Dataset entries:
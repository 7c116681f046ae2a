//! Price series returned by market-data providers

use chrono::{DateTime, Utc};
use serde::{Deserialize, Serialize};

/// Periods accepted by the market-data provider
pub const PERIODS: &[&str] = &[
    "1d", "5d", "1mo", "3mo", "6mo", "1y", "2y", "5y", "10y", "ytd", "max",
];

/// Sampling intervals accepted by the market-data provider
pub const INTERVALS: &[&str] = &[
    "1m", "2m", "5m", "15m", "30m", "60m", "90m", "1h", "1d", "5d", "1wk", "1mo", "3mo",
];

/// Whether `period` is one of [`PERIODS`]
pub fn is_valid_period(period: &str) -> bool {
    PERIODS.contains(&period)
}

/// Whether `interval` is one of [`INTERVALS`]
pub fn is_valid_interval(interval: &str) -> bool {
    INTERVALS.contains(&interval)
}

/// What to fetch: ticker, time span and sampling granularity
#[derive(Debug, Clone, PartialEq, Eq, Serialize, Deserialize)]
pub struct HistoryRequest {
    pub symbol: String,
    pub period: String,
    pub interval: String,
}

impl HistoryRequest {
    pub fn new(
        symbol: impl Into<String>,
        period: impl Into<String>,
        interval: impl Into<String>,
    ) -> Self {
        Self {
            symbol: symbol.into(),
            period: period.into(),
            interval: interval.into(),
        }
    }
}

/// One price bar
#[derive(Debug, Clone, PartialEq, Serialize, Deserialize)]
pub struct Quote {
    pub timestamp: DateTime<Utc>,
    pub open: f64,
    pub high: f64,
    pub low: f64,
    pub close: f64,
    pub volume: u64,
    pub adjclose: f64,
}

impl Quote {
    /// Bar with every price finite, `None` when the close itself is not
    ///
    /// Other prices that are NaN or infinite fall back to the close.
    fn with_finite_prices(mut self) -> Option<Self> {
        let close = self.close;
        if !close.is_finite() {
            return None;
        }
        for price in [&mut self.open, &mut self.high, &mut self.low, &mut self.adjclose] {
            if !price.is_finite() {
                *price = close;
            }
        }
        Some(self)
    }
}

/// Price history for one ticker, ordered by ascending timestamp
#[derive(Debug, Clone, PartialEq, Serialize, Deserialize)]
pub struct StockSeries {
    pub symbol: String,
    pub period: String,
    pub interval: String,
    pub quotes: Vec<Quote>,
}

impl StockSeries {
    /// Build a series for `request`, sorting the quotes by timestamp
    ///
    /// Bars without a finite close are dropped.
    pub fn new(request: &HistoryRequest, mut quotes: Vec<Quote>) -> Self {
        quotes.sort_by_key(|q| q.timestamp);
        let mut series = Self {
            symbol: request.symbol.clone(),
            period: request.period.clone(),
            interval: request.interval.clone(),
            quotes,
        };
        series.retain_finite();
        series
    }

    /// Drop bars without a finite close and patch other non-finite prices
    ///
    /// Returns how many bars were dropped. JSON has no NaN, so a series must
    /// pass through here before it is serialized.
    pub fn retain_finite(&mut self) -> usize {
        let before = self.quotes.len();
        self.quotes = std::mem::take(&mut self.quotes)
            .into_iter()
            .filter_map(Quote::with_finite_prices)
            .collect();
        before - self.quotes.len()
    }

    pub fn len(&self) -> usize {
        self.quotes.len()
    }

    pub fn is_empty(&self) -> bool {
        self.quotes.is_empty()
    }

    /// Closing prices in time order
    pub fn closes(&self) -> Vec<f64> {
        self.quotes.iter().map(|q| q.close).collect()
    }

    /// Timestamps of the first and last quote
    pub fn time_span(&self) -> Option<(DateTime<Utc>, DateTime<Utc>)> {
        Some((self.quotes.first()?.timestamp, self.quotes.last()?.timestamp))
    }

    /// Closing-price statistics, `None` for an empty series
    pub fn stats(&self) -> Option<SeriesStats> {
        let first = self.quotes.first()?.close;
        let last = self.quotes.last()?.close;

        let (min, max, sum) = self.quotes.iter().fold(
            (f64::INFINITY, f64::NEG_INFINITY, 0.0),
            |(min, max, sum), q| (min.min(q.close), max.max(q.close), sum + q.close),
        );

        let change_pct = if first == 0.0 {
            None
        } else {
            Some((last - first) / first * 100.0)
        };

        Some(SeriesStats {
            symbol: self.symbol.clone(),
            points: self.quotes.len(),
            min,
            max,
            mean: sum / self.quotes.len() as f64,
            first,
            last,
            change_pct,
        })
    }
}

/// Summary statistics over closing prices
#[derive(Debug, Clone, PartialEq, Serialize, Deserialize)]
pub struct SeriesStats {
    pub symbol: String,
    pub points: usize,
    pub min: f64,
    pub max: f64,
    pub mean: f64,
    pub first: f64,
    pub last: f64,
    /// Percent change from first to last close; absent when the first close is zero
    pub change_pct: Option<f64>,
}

About this task:
Transcribe each entry precisely, missing none.

Solved problem:
repository 7c116681f046ae2a
//! Price series returned by market-data providers

use chrono::{DateTime, Utc};
use serde::{Deserialize, Serialize};

/// Periods accepted by the market-data provider
pub const PERIODS: &[&str] = &[
    "1d", "5d", "1mo", "3mo", "6mo", "1y", "2y", "5y", "10y", "ytd", "max",
];

/// Sampling intervals accepted by the market-data provider
pub const INTERVALS: &[&str] = &[
    "1m", "2m", "5m", "15m", "30m", "60m", "90m", "1h", "1d", "5d", "1wk", "1mo", "3mo",
];

/// Whether `period` is one of [`PERIODS`]
pub fn is_valid_period(period: &str) -> bool {
    PERIODS.contains(&period)
}

/// Whether `interval` is one of [`INTERVALS`]
pub fn is_valid_interval(interval: &str) -> bool {
    INTERVALS.contains(&interval)
}

/// What to fetch: ticker, time span and sampling granularity
#[derive(Debug, Clone, PartialEq, Eq, Serialize, Deserialize)]
pub struct HistoryRequest {
    pub symbol: String,
    pub period: String,
    pub interval: String,
}

impl HistoryRequest {
    pub fn new(
        symbol: impl Into<String>,
        period: impl Into<String>,
        interval: impl Into<String>,
    ) -> Self {
        Self {
            symbol: symbol.into(),
            period: period.into(),
            interval: interval.into(),
        }
    }
}

/// One price bar
#[derive(Debug, Clone, PartialEq, Serialize, Deserialize)]
pub struct Quote {
    pub timestamp: DateTime<Utc>,
    pub open: f64,
    pub high: f64,
    pub low: f64,
    pub close: f64,
    pub volume: u64,
    pub adjclose: f64,
}

impl Quote {
    /// Bar with every price finite, `None` when the close itself is not
    ///
    /// Other prices that are NaN or infinite fall back to the close.
    fn with_finite_prices(mut self) -> Option<Self> {
        let close = self.close;
        if !close.is_finite() {
            return None;
        }
        for price in [&mut self.open, &mut self.high, &mut self.low, &mut self.adjclose] {
            if !price.is_finite() {
                *price = close;
            }
        }
        Some(self)
    }
}

/// Price history for one ticker, ordered by ascending timestamp
#[derive(Debug, Clone, PartialEq, Serialize, Deserialize)]
pub struct StockSeries {
    pub symbol: String,
    pub period: String,
    pub interval: String,
    pub quotes: Vec<Quote>,
}

impl StockSeries {
    /// Build a series for `request`, sorting the quotes by timestamp
    ///
    /// Bars without a finite close are dropped.
    pub fn new(request: &HistoryRequest, mut quotes: Vec<Quote>) -> Self {
        quotes.sort_by_key(|q| q.timestamp);
        let mut series = Self {
            symbol: request.symbol.clone(),
            period: request.period.clone(),
            interval: request.interval.clone(),
            quotes,
        };
        series.retain_finite();
        series
    }

    /// Drop bars without a finite close and patch other non-finite prices
    ///
    /// Returns how many bars were dropped. JSON has no NaN, so a series must
    /// pass through here before it is serialized.
    pub fn retain_finite(&mut self) -> usize {
        let before = self.quotes.len();
        self.quotes = std::mem::take(&mut self.quotes)
            .into_iter()
            .filter_map(Quote::with_finite_prices)
            .collect();
        before - self.quotes.len()
    }

    pub fn len(&self) -> usize {
        self.quotes.len()
    }

    pub fn is_empty(&self) -> bool {
        self.quotes.is_empty()
    }

    /// Closing prices in time order
    pub fn closes(&self) -> Vec<f64> {
        self.quotes.iter().map(|q| q.close).collect()
    }

    /// Timestamps of the first and last quote
    pub fn time_span(&self) -> Option<(DateTime<Utc>, DateTime<Utc>)> {
        Some((self.quotes.first()?.timestamp, self.quotes.last()?.timestamp))
    }

    /// Closing-price statistics, `None` for an empty series
    pub fn stats(&self) -> Option<SeriesStats> {
        let first = self.quotes.first()?.close;
        let last = self.quotes.last()?.close;

        let (min, max, sum) = self.quotes.iter().fold(
            (f64::INFINITY, f64::NEG_INFINITY, 0.0),
            |(min, max, sum), q| (min.min(q.close), max.max(q.close), sum + q.close),
        );

        let change_pct = if first == 0.0 {
            None
        } else {
            Some((last - first) / first * 100.0)
        };

        Some(SeriesStats {
            symbol: self.symbol.clone(),
            points: self.quotes.len(),
            min,
            max,
            mean: sum / self.quotes.len() as f64,
            first,
            last,
            change_pct,
        })
    }
}

/// Summary statistics over closing prices
#[derive(Debug, Clone, PartialEq, Serialize, Deserialize)]
pub struct SeriesStats {
    pub symbol: String,
    pub points: usize,
    pub min: f64,
    pub max: f64,
    pub mean: f64,
    pub first: f64,
    pub last: f64,
    /// Percent change from first to last close; absent when the first close is zero
    pub change_pct: Option<f64>,
}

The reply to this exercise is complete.